Stored items from a collection
**********
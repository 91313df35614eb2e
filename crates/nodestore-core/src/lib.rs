//! nodestore-core: Embedded control-plane store for a fleet-managed 5G core node
//!
//! The store keeps the node's configuration (operator identity, data networks,
//! policies, subscribers, routes) and its time-series telemetry in a single
//! SQLite database. Configuration arrives as a desired-state document from the
//! fleet manager and is reconciled into local rows in one transaction.
//!
//! # Architecture
//!
//! ```text
//! Fleet desired state → Reconciler → Store (SQLite, WAL)
//!                                       ↑
//! Protocol layer → BufferedTelemetryWriter
//!                                       ↓
//!                  UsageAggregator / RetentionManager
//! ```
//!
//! # Modules
//!
//! - `storage`: database handle, schema bootstrap, default seeding
//! - `entities`: configuration rows and their CRUD statements
//! - `desired`: fleet desired-state document
//! - `sync`: generic desired-vs-current diff
//! - `remap`: fleet ID to local ID translation
//! - `resolver`: natural-key lookups
//! - `reconcile`: transactional reconciliation pass
//! - `telemetry`: telemetry record types
//! - `logs`: radio, network, subscriber and audit log tables
//! - `flow`: flow reports and their statistics
//! - `usage`: per-day usage counters and aggregate queries
//! - `retention`: per-category retention policies and purges
//! - `writer`: bounded asynchronous telemetry writer
//! - `query`: pagination and filter helpers
//! - `timestamp`: storage timestamp format and epoch days
//! - `config`: TOML configuration
//! - `logging`: tracing subscriber setup
//! - `metrics`: named counters
//!
//! # Safety
//!
//! This crate forbids unsafe code.

#![forbid(unsafe_code)]

pub mod config;
pub mod desired;
pub mod entities;
pub mod error;
pub mod flow;
pub mod logging;
pub mod logs;
pub mod metrics;
pub mod query;
pub mod reconcile;
pub mod remap;
pub mod resolver;
pub mod retention;
pub mod schema;
pub mod storage;
pub mod sync;
pub mod telemetry;
pub mod timestamp;
pub mod usage;
pub mod writer;

pub use config::StoreConfig;
pub use desired::DesiredState;
pub use error::{Error, Result};
pub use metrics::MetricRegistry;
pub use query::{DayRange, Page, Paged, TimeRange};
pub use reconcile::{ReconcileReport, Reconciler};
pub use retention::{RetentionCategory, RetentionManager};
pub use storage::Store;
pub use usage::UsageAggregator;
pub use writer::{BufferedTelemetryWriter, TelemetrySink};
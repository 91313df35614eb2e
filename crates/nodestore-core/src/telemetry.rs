//! Telemetry records handed over by the protocol layer.
//!
//! Each record is a typed struct; [`TelemetryEvent`] tags them for the
//! buffered writer. JSON uses a `kind` tag and base64 for raw payloads.

use serde::{Deserialize, Serialize};

use crate::desired::base64_bytes;

/// A decoded signalling message (radio side) or user-plane/network log line.
#[derive(Debug, Clone, PartialEq, Eq, Serialize, Deserialize)]
pub struct ProtocolEvent {
    /// RFC3339 timestamp; normalised to UTC milliseconds on insert.
    pub timestamp: String,
    pub protocol: String,
    pub message_type: String,
    pub direction: String,
    #[serde(default)]
    pub local_address: String,
    #[serde(default)]
    pub remote_address: String,
    #[serde(default, with = "base64_bytes")]
    pub raw: Vec<u8>,
    #[serde(default)]
    pub details: String,
}

#[derive(Debug, Clone, PartialEq, Eq, Serialize, Deserialize)]
pub struct SubscriberLogEntry {
    pub timestamp: String,
    pub level: String,
    pub imsi: String,
    pub event: String,
    #[serde(default)]
    pub details: String,
}

#[derive(Debug, Clone, PartialEq, Eq, Serialize, Deserialize)]
pub struct AuditEntry {
    pub timestamp: String,
    pub level: String,
    pub actor: String,
    pub action: String,
    #[serde(default)]
    pub ip: String,
    #[serde(default)]
    pub details: String,
}

/// One user-plane flow observed for a subscriber.
#[derive(Debug, Clone, PartialEq, Eq, Serialize, Deserialize)]
pub struct FlowReportEntry {
    /// IMSI of the subscriber that owns the flow.
    pub subscriber_id: String,
    pub source_ip: String,
    pub destination_ip: String,
    #[serde(default)]
    pub source_port: u16,
    #[serde(default)]
    pub destination_port: u16,
    /// IP protocol number.
    pub protocol: u8,
    #[serde(default)]
    pub packets: u64,
    #[serde(default)]
    pub bytes: u64,
    pub start_time: String,
    pub end_time: String,
}

/// A stored row: surrogate ID plus the record as inserted.
#[derive(Debug, Clone, PartialEq, Eq, Serialize, Deserialize)]
pub struct Recorded<T> {
    pub id: i64,
    #[serde(flatten)]
    pub record: T,
}

/// Anything the buffered writer can persist.
#[derive(Debug, Clone, PartialEq, Eq, Serialize, Deserialize)]
#[serde(tag = "kind", rename_all = "snake_case")]
pub enum TelemetryEvent {
    Radio(ProtocolEvent),
    Network(ProtocolEvent),
    Subscriber(SubscriberLogEntry),
    Flow(FlowReportEntry),
}

impl TelemetryEvent {
    #[must_use]
    pub fn kind(&self) -> &'static str {
        match self {
            Self::Radio(_) => "radio",
            Self::Network(_) => "network",
            Self::Subscriber(_) => "subscriber",
            Self::Flow(_) => "flow",
        }
    }
}
//! Tracing subscriber setup for the embedding process.
//!
//! Store components only emit through `tracing` macros. The process that owns
//! the store calls [`init_logging`] once with the `[logging]` section of its
//! [`StoreConfig`](crate::config::StoreConfig).
//!
//! Field names used across the crate: `step` (reconcile step), `imsi`,
//! `category` (retention), `revision` (fleet revision), `kind` (telemetry
//! event kind).
//!
//! **Subscriber keys and OPc values are never logged.**

pub use crate::config::LogFormat;
use serde::{Deserialize, Serialize};
use std::io;
use std::path::{Path, PathBuf};
use std::sync::Mutex;
use tracing::Subscriber;
use tracing_subscriber::fmt::writer::BoxMakeWriter;
use tracing_subscriber::prelude::*;
use tracing_subscriber::{EnvFilter, Layer, Registry, fmt};

/// `[logging]` section
#[derive(Debug, Clone, Serialize, Deserialize)]
#[serde(default)]
pub struct LogConfig {
    /// Filter directive (`info`, `nodestore_core=debug`, ...). `RUST_LOG`
    /// takes precedence when set.
    pub level: String,

    pub format: LogFormat,

    /// Append to this file instead of writing to stderr
    pub file: Option<PathBuf>,
}

impl Default for LogConfig {
    fn default() -> Self {
        Self {
            level: "info".to_string(),
            format: LogFormat::Pretty,
            file: None,
        }
    }
}

#[derive(Debug, thiserror::Error)]
pub enum LogError {
    #[error("logging already initialized")]
    AlreadyInitialized,

    #[error("invalid log filter {directive:?}: {reason}")]
    Filter { directive: String, reason: String },

    #[error("failed to open log file: {0}")]
    File(#[from] io::Error),
}

type BoxedLayer = Box<dyn Layer<Registry> + Send + Sync>;

fn env_filter(config: &LogConfig) -> Result<EnvFilter, LogError> {
    let directive = std::env::var(EnvFilter::DEFAULT_ENV)
        .ok()
        .filter(|v| !v.trim().is_empty())
        .unwrap_or_else(|| config.level.clone());
    EnvFilter::try_new(&directive).map_err(|e| LogError::Filter {
        directive,
        reason: e.to_string(),
    })
}

fn open_log_file(path: &Path) -> io::Result<std::fs::File> {
    if let Some(parent) = path.parent().filter(|p| !p.as_os_str().is_empty()) {
        std::fs::create_dir_all(parent)?;
    }
    std::fs::OpenOptions::new().create(true).append(true).open(path)
}

fn format_layer(format: LogFormat, writer: BoxMakeWriter, ansi: bool) -> BoxedLayer {
    match format {
        LogFormat::Pretty => fmt::layer()
            .with_writer(writer)
            .with_target(true)
            .with_ansi(ansi)
            .boxed(),
        LogFormat::Json => fmt::layer()
            .json()
            .with_writer(writer)
            .with_target(true)
            .with_current_span(true)
            .flatten_event(true)
            .boxed(),
    }
}

/// Build the subscriber described by `config` without installing it.
pub fn build_subscriber(config: &LogConfig) -> Result<impl Subscriber + Send + Sync, LogError> {
    let filter = env_filter(config)?;
    let (writer, ansi) = match &config.file {
        Some(path) => (BoxMakeWriter::new(Mutex::new(open_log_file(path)?)), false),
        None => (BoxMakeWriter::new(io::stderr), true),
    };
    Ok(tracing_subscriber::registry().with(format_layer(config.format, writer, ansi).with_filter(filter)))
}

/// Install the subscriber for `config` as the process-wide default.
///
/// A second call returns [`LogError::AlreadyInitialized`].
pub fn init_logging(config: &LogConfig) -> Result<(), LogError> {
    let subscriber = build_subscriber(config)?;
    tracing::subscriber::set_global_default(subscriber).map_err(|_| LogError::AlreadyInitialized)?;
    tracing::info!(
        level = %config.level,
        format = %config.format,
        file = ?config.file,
        "logging initialized"
    );
    Ok(())
}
**********
■ TASK DESCRIPTION
The line containing "pub mod entities;" marks the end: copy exactly every line from the top of the data above down to it, that line included.

■ EXERCISE ANSWER
repository 91313df35614eb2e
filename crates/nodestore-core/src/lib.rs
//! nodestore-core: Embedded control-plane store for a fleet-managed 5G core node
//!
//! The store keeps the node's configuration (operator identity, data networks,
//! policies, subscribers, routes) and its time-series telemetry in a single
//! SQLite database. Configuration arrives as a desired-state document from the
//! fleet manager and is reconciled into local rows in one transaction.
//!
//! # Architecture
//!
//! ```text
//! Fleet desired state → Reconciler → Store (SQLite, WAL)
//!                                       ↑
//! Protocol layer → BufferedTelemetryWriter
//!                                       ↓
//!                  UsageAggregator / RetentionManager
//! ```
//!
//! # Modules
//!
//! - `storage`: database handle, schema bootstrap, default seeding
//! - `entities`: configuration rows and their CRUD statements
//! - `desired`: fleet desired-state document
//! - `sync`: generic desired-vs-current diff
//! - `remap`: fleet ID to local ID translation
//! - `resolver`: natural-key lookups
//! - `reconcile`: transactional reconciliation pass
//! - `telemetry`: telemetry record types
//! - `logs`: radio, network, subscriber and audit log tables
//! - `flow`: flow reports and their statistics
//! - `usage`: per-day usage counters and aggregate queries
//! - `retention`: per-category retention policies and purges
//! - `writer`: bounded asynchronous telemetry writer
//! - `query`: pagination and filter helpers
//! - `timestamp`: storage timestamp format and epoch days
//! - `config`: TOML configuration
//! - `logging`: tracing subscriber setup
//! - `metrics`: named counters
//!
//! # Safety
//!
//! This crate forbids unsafe code.

#![forbid(unsafe_code)]

pub mod config;
pub mod desired;
pub mod entities;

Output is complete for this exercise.